В четверг после занятий Марта немного задержалась: она поднялась проверить, что делают юные поварята. Почему-то на душе у нее было неспокойно. Дело было не в учениках, нет: они стояли у плиты и занимались своим делом. Марту расстроила мать ученицы Биро. Когда возник вопрос об организации летней площадки и кулинарного звена при ней, Марта сразу же предложила пионервожатой Бауман пригласить какую-нибудь опытную хозяйку – пусть научит детей экономно и вкусно готовить. Но Тамаш, которая из одного жалованья неплохо кормила восемь душ семьи, не согласилась заниматься со звеном, Сюч тоже, а ведь Марта Сабо рассчитывала на них. Пришлось согласиться на помощь Биро: у нее была приходящая домашняя работница, и она сама высказала желание заниматься с девочками. Биро любила хозяйничать, как говорится, на широкую ногу, с вдохновением. Ее муж много зарабатывал, и Биро не стеснялась в средствах. Но все, что она готовила, так мало подходило для скромного лагерного рациона. Вдобавок ко всему Биро не разрешала детям проявлять никакой инициативы. Девочки могли только чистить картошку и овощи. У плиты же с видом предводительницы хлопотала сама Биро. Она была в белоснежном халате, с косынкой на голове. Звено со скучающим видом следило за ее работой. Голодные поварята тоскливо поглядывали на пончики, которые румянились в кипящем жиру. Марта Сабо просмотрела меню за неделю, поблагодарила Биро и, повернувшись, отправилась домой. Нет, со звеном поварят просто беда. Все это в таком виде не имеет никакого смысла. Срочно нужно вызвать Бауман. Пончики! Телячья отбивная! В меню нет ни одного простого овощного блюда, нет ни жаркого из картошки, ни гуляша. Как раз в это время Сумпер и передал ей заказное письмо с круглой печатью Института экспериментальной педагогики. Взволнованная письмом, Марта забегала по учительской.
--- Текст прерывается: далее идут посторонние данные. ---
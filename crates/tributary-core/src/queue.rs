// Copyright (C) 2025 SyncMyOrders Sp. z o.o.
// SPDX-License-Identifier: AGPL-3.0-or-later
//! Work queue.
//!
//! The executor consumes [`QueueItem`]s through the [`Queue`] trait, which
//! promises at-least-once delivery with a `lease → ack | nack(retry_at)`
//! cycle. A lease that is neither acked nor nacked before it expires is
//! delivered again.
//!
//! [`MemoryQueue`] is the in-process implementation: delay-aware, with
//! job-key de-duplication of pending items. [`FlakyQueue`] wraps it and
//! rejects chosen enqueues, for exercising recovery paths.

use std::collections::{BTreeMap, HashMap, HashSet};
use std::sync::atomic::{AtomicU64, Ordering};
use std::sync::atomic::AtomicU32;
use std::sync::{Arc, Mutex, MutexGuard};
use std::time::Duration;

use async_trait::async_trait;
use chrono::{DateTime, Utc};
use serde::{Deserialize, Serialize};
use tokio::sync::Notify;
use tracing::debug;

use crate::error::{CoreError, Result};
use crate::function::DEFAULT_STEP_ID;
use crate::ids::{FunctionId, PauseId, RunId, TenantId};

/// What a queue item asks the executor to do.
#[derive(Debug, Clone, Copy, PartialEq, Eq, Hash, Serialize, Deserialize)]
pub enum ItemKind {
    StartRun,
    ContinueRun,
    PauseTimeout,
    Cancellation,
}

/// One unit of executor work.
#[derive(Debug, Clone, PartialEq, Serialize, Deserialize)]
pub struct QueueItem {
    pub kind: ItemKind,
    pub tenant: TenantId,
    pub run_id: RunId,
    pub function_id: FunctionId,
    /// Step definition to invoke.
    pub step_id: String,
    /// Planned step hash to execute (`stepId` query parameter), if any.
    pub step_hash: Option<String>,
    /// Zero-based attempt of this item.
    pub attempt: u32,
    pub earliest_run_at: DateTime<Utc>,
    /// Pause a `PauseTimeout` item refers to.
    pub pause_id: Option<PauseId>,
    /// Sleep step recorded as finished when this item runs.
    pub wake_step: Option<String>,
    /// De-duplication key; a second pending item with the same key is dropped.
    pub job_id: Option<String>,
}
/// Durable value written for the pause's step. `event` is `None` on timeout.
fn resume_data(kind: PauseKind, event: Option<&Event>) -> Option<Value> {
    match (kind, event) {
        (PauseKind::Cancel, _) => None,
        (PauseKind::Wait, Some(evt)) => Some(evt.to_value()),
        (PauseKind::Wait, None) => Some(Value::Null),
        (PauseKind::Invoke, Some(evt)) => Some(match evt.data.get("error") {
            Some(error) => json!({ "error": error }),
            None => json!({ "data": evt.data.get("result").cloned().unwrap_or(Value::Null) }),
        }),
        (PauseKind::Invoke, None) => Some(json!({
            "error": UserError::new(
                INVOKE_TIMEOUT_ERROR,
                "Timed out waiting for invoked function to complete",
            )
            .to_value()
        })),
    }
}
impl Runner {
    pub fn new(
        registry: Arc<FunctionRegistry>,
        state: Arc<dyn StateStore>,
        queue: Arc<dyn Queue>,
        pauses: Arc<PauseManager>,
        lifecycle: Arc<Lifecycle>,
    ) -> Self {
        Self {
            registry,
            state,
            queue,
            pauses,
            lifecycle,
        }
    }

    pub fn registry(&self) -> &Arc<FunctionRegistry> {
        &self.registry
    }

    fn expressions(&self) -> &'static ExpressionCache {
        self.registry.expressions()
    }

    /// Schedule runs for matching triggers, then resume matching pauses.
    #[instrument(skip(self, event), fields(event = %event.name))]
    pub async fn handle_event(&self, tenant: TenantId, mut event: Event) -> Result<EventOutcome> {
        event.stamp(Utc::now());
        let mut outcome = EventOutcome::default();

        let value = event.to_value();
        for function in self.registry.triggered_by(tenant, &event.name) {
            let matched = function
                .definition
                .event_triggers()
                .filter(|(name, _)| *name == event.name)
                .any(|(_, guard)| match guard {
                    None => true,
                    Some(expr) => self.expressions().matches(expr, &Env::new().event(&value)),
                });
            if !matched {
                continue;
            }
            if let Some(created) = self.schedule(&function, event.clone(), Vec::new()).await?
                && created.created
            {
                outcome.scheduled.push(created.run_id);
            }
        }

        outcome.resumed = self.pauses.handle_event(tenant, &event).await?;
        Ok(outcome)
    }

    /// Create a run of `function` for `event` and queue its first step.
    ///
    /// Returns `None` when the function's rate limit skipped the run.
    /// Creation is idempotent on (tenant, event ID, function). Scheduling an
    /// event whose run exists but never started arms that run again, so a
    /// redelivery repairs a schedule that failed half way. Redeliveries are
    /// not counted against the rate limit.
    pub async fn schedule(
        &self,
        function: &RegisteredFunction,
        event: Event,
        events: Vec<Event>,
    ) -> Result<Option<Created>> {
        let def = &function.definition;
        let now = Utc::now();
        let value = event.to_value();
        let event_id = event.id.clone().unwrap_or_default();
        let key = idempotency_key(&function.tenant, &event_id, &function.id);

        if let Some(existing) = self.state.find_run(&key).await? {
            debug!(run_id = %existing.run_id, function = %def.slug, "Run already exists for event");
            self.rearm(function, &existing).await?;
            return Ok(Some(Created {
                run_id: existing.run_id,
                created: false,
            }));
        }

        if let Some(limit) = &def.rate_limit {
            let period = def
                .rate_limit_period()
                .ok_or_else(|| CoreError::InvalidFunction {
                    function: def.slug.clone(),
                    message: format!("invalid rate limit period '{}'", limit.period),
                })?;
            let key = format!(
                "rl:{}:{}",
                function.id,
                self.key_value(limit.key.as_deref(), &value)
            );
            if !self.state.rate_limit(&key, limit.limit, period, now).await? {
                info!(function = %def.slug, key = %key, "Run skipped by rate limit");
                return Ok(None);
            }
        }

        let concurrency_key = def.concurrency.as_ref().map(|c| {
            format!(
                "cc:{}:{}",
                function.id,
                self.key_value(c.key.as_deref(), &value)
            )
        });

        let run_id = RunId::at(now);
        let created = self
            .state
            .create(NewRun {
                run_id,
                tenant: function.tenant,
                function_id: function.id,
                event,
                events,
                idempotency_key: key,
                concurrency_key,
                created_at: now,
            })
            .await?;
        if !created.created {
            debug!(run_id = %created.run_id, function = %def.slug, "Run created concurrently for event");
            if let Some(existing) = self.state.load_metadata(&created.run_id).await? {
                self.rearm(function, &existing).await?;
            }
            return Ok(Some(created));
        }

        self.arm(function, run_id, now, &value).await?;
        info!(run_id = %run_id, function = %def.slug, "Run scheduled");
        Ok(Some(created))
    }

    /// Arm an existing run again if it is still waiting for its first step.
    async fn rearm(&self, function: &RegisteredFunction, existing: &RunMetadata) -> Result<()> {
        if existing.status != RunStatus::Scheduled {
            return Ok(());
        }
        info!(run_id = %existing.run_id, function = %function.definition.slug, "Re-arming scheduled run");
        self.arm(
            function,
            existing.run_id,
            existing.created_at,
            &existing.event.to_value(),
        )
        .await
    }

    /// Register the run's cancellation pauses and queue its first step.
    ///
    /// Pause IDs and the job ID derive from the run, so arming twice stores
    /// and queues everything once.
    async fn arm(
        &self,
        function: &RegisteredFunction,
        run_id: RunId,
        created_at: DateTime<Utc>,
        trigger: &Value,
    ) -> Result<()> {
        let def = &function.definition;
        let entry = def.entry_step().ok_or_else(|| CoreError::InvalidFunction {
            function: def.slug.clone(),
            message: "no entry step".to_string(),
        })?;

        for (index, rule) in def.cancel.iter().enumerate() {
            let ttl = match &rule.timeout {
                Some(t) => parse_duration(t).map_err(|e| CoreError::InvalidFunction {
                    function: def.slug.clone(),
                    message: e.to_string(),
                })?,
                None => DEFAULT_CANCEL_TTL,
            };
            let pause = Pause {
                id: PauseId::for_step(&run_id, &format!("cancel:{}", index)),
                tenant: function.tenant,
                run_id,
                function_id: function.id,
                kind: PauseKind::Cancel,
                incoming: entry.id.clone(),
                resume_step: entry.id.clone(),
                data_key: None,
                event: rule.event.clone(),
                expression: Some(cancel_expression(rule.expression.as_deref(), created_at)),
                trigger_event: trigger.clone(),
                created_at,
                expires_at: chrono::Duration::from_std(ttl)
                    .ok()
                    .and_then(|d| created_at.checked_add_signed(d))
                    .unwrap_or(DateTime::<Utc>::MAX_UTC),
                consumed: false,
            };
            self.pauses.create(&pause).await?;
        }

        let item = QueueItem::new(ItemKind::StartRun, function.tenant, run_id, function.id)
            .step(entry.id.clone())
            .at(created_at)
            .job_id(format!("start:{}", run_id));
        self.queue.enqueue(item).await?;
        Ok(())
    }

    /// Start `target` (an ID or slug) on behalf of an invoking parent.
    pub async fn invoke(
        &self,
        tenant: TenantId,
        target: &str,
        payload: &Value,
        correlation_id: &str,
    ) -> Result<Option<RunId>> {
        let function =
            self.registry
                .resolve(tenant, target)
                .ok_or_else(|| CoreError::FunctionNotFound {
                    function: target.to_string(),
                })?;

        let mut data = match payload.get("data") {
            Some(Value::Object(map)) => map.clone(),
            _ => Map::new(),
        };
        data.insert(
            "_inngest".to_string(),
            json!({ "correlation_id": correlation_id }),
        );
        let mut event = Event::new(FN_INVOKED, Value::Object(data));
        event.user = payload.get("user").cloned();
        event.id = Some(correlation_id.to_string());
        event.stamp(Utc::now());

        Ok(self
            .schedule(&function, event, Vec::new())
            .await?
            .map(|c| c.run_id))
    }

    /// Fire cron triggers due in `(from, to]`. Returns the runs created.
    pub async fn fire_crons(&self, from: DateTime<Utc>, to: DateTime<Utc>) -> Result<Vec<RunId>> {
        let mut scheduled = Vec::new();
        for function in self.registry.all() {
            for trigger in &function.definition.triggers {
                let Trigger::Cron { cron } = trigger else {
                    continue;
                };
                let schedule = match parse_cron(cron) {
                    Ok(s) => s,
                    Err(e) => {
                        warn!(function = %function.definition.slug, error = %e, "Skipping cron");
                        continue;
                    }
                };
                let Some(at) = next_fire(&schedule, from).filter(|at| *at <= to) else {
                    continue;
                };

                let mut event = Event::new(SCHEDULED_TIMER, json!({ "cron": cron }));
                event.id = Some(format!("cron:{}:{}", function.id, at.timestamp()));
                event.ts = Some(at.timestamp_millis());
                if let Some(created) = self.schedule(&function, event, Vec::new()).await?
                    && created.created
                {
                    scheduled.push(created.run_id);
                }
            }
        }
        Ok(scheduled)
    }

    /// Cancel a run from outside. Cancelling a finished run is a no-op that
    /// returns its metadata.
    pub async fn cancel(&self, run_id: &RunId) -> Result<RunMetadata> {
        let meta = self
            .state
            .load_metadata(run_id)
            .await?
            .ok_or_else(|| CoreError::RunNotFound {
                run_id: run_id.to_string(),
            })?;
        if meta.status.is_terminal() {
            return Ok(meta);
        }
        match self.lifecycle.cancel(run_id, None).await? {
            Some(meta) => Ok(meta),
            None => self
                .state
                .load_metadata(run_id)
                .await?
                .ok_or_else(|| CoreError::RunNotFound {
                    run_id: run_id.to_string(),
                }),
        }
    }

    /// Evaluate a concurrency or rate-limit key expression.
    fn key_value(&self, expr: Option<&str>, event: &Value) -> String {
        let Some(expr) = expr else {
            return String::new();
        };
        let value = self
            .expressions()
            .compile(expr)
            .ok()
            .and_then(|e| e.evaluate(&Env::new().event(event)).ok());
        match value {
            Some(Value::String(s)) => s,
            Some(Value::Null) | None => String::new(),
            Some(other) => other.to_string(),
        }
    }
}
Чего, собственно, этому Добаи от нее нужно? Конечно, очень нехорошо с ее стороны, что за всеми мероприятиями этого института она подозревает проделки Юдит. Ведь Юдит всего-навсего научный сотрудник, а Добаи как-никак директор института. Прежде ведь они ее не беспокоили! Зачем она должна явиться сегодня в пять часов к Добаи? Они друг друга давно знают. Как-то в середине учебного года Добаи пришел к ним в школу и попросил у директора разрешения присутствовать на уроке Марты Сабо. После урока он пожелал познакомиться с ее дневником – его, видите ли, интересуют наблюдения Марты Сабо. Скажите, пожалуйста! Она ответила ему, что дневник ведет не систематически и похвастаться ей нечем. Еще не хватало, чтобы Добаи передал Юдит записи про Жофи и Марианну Халлер. Пусть оставят ее в покое со своими экспериментами! Во всей школе только она и Хидаш ведут регулярно записи наблюдений и то исключительно для себя, для своей работы. Но разве придет кому-нибудь в голову укорять, например, географичку, маленькую Вари, что она один-единственный раз – в сентябре – открывает дневник, а в конце января начинает бегать и плакаться, что не записала в него ни строчки? Да и когда ей писать-то? Ребенок отнимает все время – то она варит, то кормит младенца, то стирает на него. Когда ей жить жизнью школы? Может, она, Марта, так много отдает школе и детям потому, что не имеет никакой личной жизни?